Start of DATASET ENTRIES
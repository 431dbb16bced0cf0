//! # Task abstractions and result handles.
//!
//! This module provides the task-related types:
//! - [`Task`] - trait for implementing async cancelable tasks
//! - [`TaskFn`] - function-based task implementation
//! - [`TaskRef`] - shared reference to a task (`Arc<dyn Task>`)
//! - [`TaskFuture`] - typed outcome of a task submitted with a result

mod future;
mod result;
mod task;
mod task_fn;

pub(crate) use result::ResultTask;

pub use future::TaskFuture;
pub use task::{BoxTaskFuture, Task, TaskRef};
pub use task_fn::TaskFn;
use std::{
    future::Future,
    sync::{
        Arc, Mutex,
        atomic::{AtomicU32, AtomicUsize, Ordering},
    },
    time::Duration,
};

use async_trait::async_trait;
use taskpool::{
    Config, Event, EventKind, Pool, PoolError, PoolState, QueueFullPolicy, Subscribe, TaskError,
};
use tokio::sync::Notify;
use tokio_util::sync::CancellationToken;

async fn within<F: Future>(fut: F) -> F::Output {
    tokio::time::timeout(Duration::from_secs(5), fut)
        .await
        .expect("operation hung")
}

/// Submits a task that signals `started` and then blocks until `release` fires.
async fn submit_blocker(pool: &Pool, started: &Arc<Notify>, release: &Arc<Notify>) {
    let (started, release) = (Arc::clone(started), Arc::clone(release));
    pool.submit_fn("blocker", move |_ctx: CancellationToken| {
        let (started, release) = (Arc::clone(&started), Arc::clone(&release));
        async move {
            started.notify_one();
            release.notified().await;
            Ok::<(), TaskError>(())
        }
    })
    .await
    .unwrap();
}

fn counting(name: &str, pool: &Pool, hits: &Arc<AtomicUsize>) -> impl Future<Output = Result<(), PoolError>> {
    let hits = Arc::clone(hits);
    pool.submit_fn(name.to_string(), move |_ctx: CancellationToken| {
        let hits = Arc::clone(&hits);
        async move {
            hits.fetch_add(1, Ordering::SeqCst);
            Ok::<(), TaskError>(())
        }
    })
}

#[tokio::test(flavor = "multi_thread", worker_threads = 4)]
async fn every_submitted_task_runs_once() {
    let pool = Pool::new(4, Config::default().with_queue_capacity(8)).unwrap();
    let token = CancellationToken::new();
    pool.run(&token);

    let hits = Arc::new(AtomicUsize::new(0));
    for i in 0..50 {
        within(counting(&format!("t{i}"), &pool, &hits)).await.unwrap();
    }
    within(pool.wait()).await;

    assert_eq!(hits.load(Ordering::SeqCst), 50);
    assert_eq!(pool.pending(), 0);
    assert_eq!(pool.state(), PoolState::Stopped);
    assert!(pool.errors().is_empty());
}

#[tokio::test]
async fn always_failing_task_gets_retry_plus_one_attempts() {
    let cfg = Config::default()
        .with_retry(3)
        .with_retry_delay(Duration::from_millis(1))
        .with_queue_capacity(1);
    let pool = Pool::new(1, cfg).unwrap();
    pool.run(&CancellationToken::new());

    let attempts = Arc::new(AtomicU32::new(0));
    let counter = Arc::clone(&attempts);
    pool.submit_fn("always-fails", move |_ctx: CancellationToken| {
        let counter = Arc::clone(&counter);
        async move {
            counter.fetch_add(1, Ordering::SeqCst);
            Err::<(), _>(TaskError::fail("nope"))
        }
    })
    .await
    .unwrap();
    within(pool.wait()).await;

    assert_eq!(attempts.load(Ordering::SeqCst), 4);
    assert_eq!(
        pool.errors(),
        vec![PoolError::Task {
            task: "always-fails".into(),
            attempts: 4,
            source: TaskError::fail("nope"),
        }]
    );
}

#[tokio::test]
async fn success_stops_retrying() {
    let pool = Pool::new(1, Config::default().with_retry(5).with_queue_capacity(1)).unwrap();
    pool.run(&CancellationToken::new());

    let attempts = Arc::new(AtomicU32::new(0));
    let counter = Arc::clone(&attempts);
    pool.submit_fn("second-time-lucky", move |_ctx: CancellationToken| {
        let counter = Arc::clone(&counter);
        async move {
            match counter.fetch_add(1, Ordering::SeqCst) + 1 {
                1 => Err(TaskError::fail("cold cache")),
                _ => Ok(()),
            }
        }
    })
    .await
    .unwrap();
    within(pool.wait()).await;

    assert_eq!(attempts.load(Ordering::SeqCst), 2);
    assert!(pool.errors().is_empty());
}

#[tokio::test]
async fn fatal_error_is_not_retried() {
    let pool = Pool::new(1, Config::default().with_retry(5).with_queue_capacity(1)).unwrap();
    pool.run(&CancellationToken::new());

    let attempts = Arc::new(AtomicU32::new(0));
    let counter = Arc::clone(&attempts);
    pool.submit_fn("bad-input", move |_ctx: CancellationToken| {
        let counter = Arc::clone(&counter);
        async move {
            counter.fetch_add(1, Ordering::SeqCst);
            Err::<(), _>(TaskError::fatal("malformed"))
        }
    })
    .await
    .unwrap();
    within(pool.wait()).await;

    assert_eq!(attempts.load(Ordering::SeqCst), 1);
    let errs = pool.errors();
    assert_eq!(errs.len(), 1);
    assert_eq!(errs[0].task_error(), Some(&TaskError::fatal("malformed")));
}

#[tokio::test]
async fn panicking_task_does_not_take_down_the_worker() {
    let pool = Pool::new(1, Config::default().with_retry(2).with_queue_capacity(16)).unwrap();
    pool.run(&CancellationToken::new());

    pool.submit_fn("explodes", |_ctx: CancellationToken| async {
        if true {
            panic!("index out of range");
        }
        Ok::<(), TaskError>(())
    })
    .await
    .unwrap();

    let hits = Arc::new(AtomicUsize::new(0));
    for i in 0..5 {
        counting(&format!("after-{i}"), &pool, &hits).await.unwrap();
    }
    within(pool.wait()).await;

    assert_eq!(hits.load(Ordering::SeqCst), 5);
    let errs = pool.errors();
    assert_eq!(errs.len(), 1);
    assert!(errs[0].is_panic());
    assert!(errs[0].to_string().contains("task panic: index out of range"));
    assert!(matches!(errs[0], PoolError::Task { attempts: 1, .. }));
}

#[tokio::test]
async fn error_snapshots_are_copies() {
    let pool = Pool::new(2, Config::default().with_queue_capacity(4)).unwrap();
    pool.run(&CancellationToken::new());

    for i in 0..3 {
        pool.submit_fn(format!("fail-{i}"), |_ctx: CancellationToken| async {
            Err::<(), _>(TaskError::fail("x"))
        })
        .await
        .unwrap();
    }
    within(pool.wait()).await;

    let mut snapshot = pool.errors();
    assert_eq!(snapshot.len(), 3);
    snapshot.clear();
    assert_eq!(pool.errors().len(), 3);
}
End of DATASET ENTRIES
- _WHAT IS REQUIRED_
Output the entire listing precisely as it stands.

- _RESULT BELOW_
repository 431dbb16bced0cf0
//! # Task abstractions and result handles.
//!
//! This module provides the task-related types:
//! - [`Task`] - trait for implementing async cancelable tasks
//! - [`TaskFn`] - function-based task implementation
//! - [`TaskRef`] - shared reference to a task (`Arc<dyn Task>`)
//! - [`TaskFuture`] - typed outcome of a task submitted with a result

mod future;
mod result;
mod task;
mod task_fn;

pub(crate) use result::ResultTask;

pub use future::TaskFuture;
pub use task::{BoxTaskFuture, Task, TaskRef};
pub use task_fn::TaskFn;
use std::{
    future::Future,
    sync::{
        Arc, Mutex,
        atomic::{AtomicU32, AtomicUsize, Ordering},
    },
    time::Duration,
};

use async_trait::async_trait;
use taskpool::{
    Config, Event, EventKind, Pool, PoolError, PoolState, QueueFullPolicy, Subscribe, TaskError,
};
use tokio::sync::Notify;
use tokio_util::sync::CancellationToken;

async fn within<F: Future>(fut: F) -> F::Output {
    tokio::time::timeout(Duration::from_secs(5), fut)
        .await
        .expect("operation hung")
}

/// Submits a task that signals `started` and then blocks until `release` fires.
async fn submit_blocker(pool: &Pool, started: &Arc<Notify>, release: &Arc<Notify>) {
    let (started, release) = (Arc::clone(started), Arc::clone(release));
    pool.submit_fn("blocker", move |_ctx: CancellationToken| {
        let (started, release) = (Arc::clone(&started), Arc::clone(&release));
        async move {
            started.notify_one();
            release.notified().await;
            Ok::<(), TaskError>(())
        }
    })
    .await
    .unwrap();
}

fn counting(name: &str, pool: &Pool, hits: &Arc<AtomicUsize>) -> impl Future<Output = Result<(), PoolError>> {
    let hits = Arc::clone(hits);
    pool.submit_fn(name.to_string(), move |_ctx: CancellationToken| {
        let hits = Arc::clone(&hits);
        async move {
            hits.fetch_add(1, Ordering::SeqCst);
            Ok::<(), TaskError>(())
        }
    })
}

#[tokio::test(flavor = "multi_thread", worker_threads = 4)]
async fn every_submitted_task_runs_once() {
    let pool = Pool::new(4, Config::default().with_queue_capacity(8)).unwrap();
    let token = CancellationToken::new();
    pool.run(&token);

    let hits = Arc::new(AtomicUsize::new(0));
    for i in 0..50 {
        within(counting(&format!("t{i}"), &pool, &hits)).await.unwrap();
    }
    within(pool.wait()).await;

    assert_eq!(hits.load(Ordering::SeqCst), 50);
    assert_eq!(pool.pending(), 0);
    assert_eq!(pool.state(), PoolState::Stopped);
    assert!(pool.errors().is_empty());
}

#[tokio::test]
async fn always_failing_task_gets_retry_plus_one_attempts() {
    let cfg = Config::default()
        .with_retry(3)
        .with_retry_delay(Duration::from_millis(1))
        .with_queue_capacity(1);
    let pool = Pool::new(1, cfg).unwrap();
    pool.run(&CancellationToken::new());

    let attempts = Arc::new(AtomicU32::new(0));
    let counter = Arc::clone(&attempts);
    pool.submit_fn("always-fails", move |_ctx: CancellationToken| {
        let counter = Arc::clone(&counter);
        async move {
            counter.fetch_add(1, Ordering::SeqCst);
            Err::<(), _>(TaskError::fail("nope"))
        }
    })
    .await
    .unwrap();
    within(pool.wait()).await;

    assert_eq!(attempts.load(Ordering::SeqCst), 4);
    assert_eq!(
        pool.errors(),
        vec![PoolError::Task {
            task: "always-fails".into(),
            attempts: 4,
            source: TaskError::fail("nope"),
        }]
    );
}

#[tokio::test]
async fn success_stops_retrying() {
    let pool = Pool::new(1, Config::default().with_retry(5).with_queue_capacity(1)).unwrap();
    pool.run(&CancellationToken::new());

    let attempts = Arc::new(AtomicU32::new(0));
    let counter = Arc::clone(&attempts);
    pool.submit_fn("second-time-lucky", move |_ctx: CancellationToken| {
        let counter = Arc::clone(&counter);
        async move {
            match counter.fetch_add(1, Ordering::SeqCst) + 1 {
                1 => Err(TaskError::fail("cold cache")),
                _ => Ok(()),
            }
        }
    })
    .await
    .unwrap();
    within(pool.wait()).await;

    assert_eq!(attempts.load(Ordering::SeqCst), 2);
    assert!(pool.errors().is_empty());
}

#[tokio::test]
async fn fatal_error_is_not_retried() {
    let pool = Pool::new(1, Config::default().with_retry(5).with_queue_capacity(1)).unwrap();
    pool.run(&CancellationToken::new());

    let attempts = Arc::new(AtomicU32::new(0));
    let counter = Arc::clone(&attempts);
    pool.submit_fn("bad-input", move |_ctx: CancellationToken| {
        let counter = Arc::clone(&counter);
        async move {
            counter.fetch_add(1, Ordering::SeqCst);
            Err::<(), _>(TaskError::fatal("malformed"))
        }
    })
    .await
    .unwrap();
    within(pool.wait()).await;

    assert_eq!(attempts.load(Ordering::SeqCst), 1);
    let errs = pool.errors();
    assert_eq!(errs.len(), 1);
    assert_eq!(errs[0].task_error(), Some(&TaskError::fatal("malformed")));
}

#[tokio::test]
async fn panicking_task_does_not_take_down_the_worker() {
    let pool = Pool::new(1, Config::default().with_retry(2).with_queue_capacity(16)).unwrap();
    pool.run(&CancellationToken::new());

    pool.submit_fn("explodes", |_ctx: CancellationToken| async {
        if true {
            panic!("index out of range");
        }
        Ok::<(), TaskError>(())
    })
    .await
    .unwrap();

    let hits = Arc::new(AtomicUsize::new(0));
    for i in 0..5 {
        counting(&format!("after-{i}"), &pool, &hits).await.unwrap();
    }
    within(pool.wait()).await;

    assert_eq!(hits.load(Ordering::SeqCst), 5);
    let errs = pool.errors();
    assert_eq!(errs.len(), 1);
    assert!(errs[0].is_panic());
    assert!(errs[0].to_string().contains("task panic: index out of range"));
    assert!(matches!(errs[0], PoolError::Task { attempts: 1, .. }));
}

#[tokio::test]
async fn error_snapshots_are_copies() {
    let pool = Pool::new(2, Config::default().with_queue_capacity(4)).unwrap();
    pool.run(&CancellationToken::new());

    for i in 0..3 {
        pool.submit_fn(format!("fail-{i}"), |_ctx: CancellationToken| async {
            Err::<(), _>(TaskError::fail("x"))
        })
        .await
        .unwrap();
    }
    within(pool.wait()).await;

    let mut snapshot = pool.errors();
    assert_eq!(snapshot.len(), 3);
    snapshot.clear();
    assert_eq!(pool.errors().len(), 3);
}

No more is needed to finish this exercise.